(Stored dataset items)
──────────

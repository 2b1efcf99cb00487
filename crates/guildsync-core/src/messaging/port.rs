use async_trait::async_trait;

use crate::{
    domain::{Attachment, ChannelId, EmbedRef, MessageId, ProxyHandle},
    messaging::types::PlatformCapabilities,
    Result,
};

/// Chat platform delivery primitives.
///
/// Discord is the first implementation; proxy identities map onto webhooks.
#[async_trait]
pub trait RelayPlatform: Send + Sync {
    fn capabilities(&self) -> PlatformCapabilities;

    /// Post as the relay's own account.
    async fn send_as_bot(
        &self,
        channel_id: ChannelId,
        content: &str,
        attachments: &[Attachment],
        embeds: &[EmbedRef],
    ) -> Result<()>;

    /// Return a proxy identity for `channel_id`, reusing one the relay already
    /// owns there before creating a new one.
    async fn create_or_fetch_proxy_identity(&self, channel_id: ChannelId) -> Result<ProxyHandle>;

    #[allow(clippy::too_many_arguments)]
    async fn send_as_proxy(
        &self,
        handle: &ProxyHandle,
        display_name: &str,
        avatar_url: Option<&str>,
        content: &str,
        attachments: &[Attachment],
        embeds: &[EmbedRef],
    ) -> Result<()>;

    /// Reply to a message in place (used by reaction translation).
    async fn reply(&self, channel_id: ChannelId, message_id: MessageId, content: &str)
        -> Result<()>;
}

──────────

> [Task requirements]:
Whenever the string "Result" turns up in a line of the data, copy that line.

> [Solution to this problem]:
    Result,
    ) -> Result<()>;
    async fn create_or_fetch_proxy_identity(&self, channel_id: ChannelId) -> Result<ProxyHandle>;
    ) -> Result<()>;
        -> Result<()>;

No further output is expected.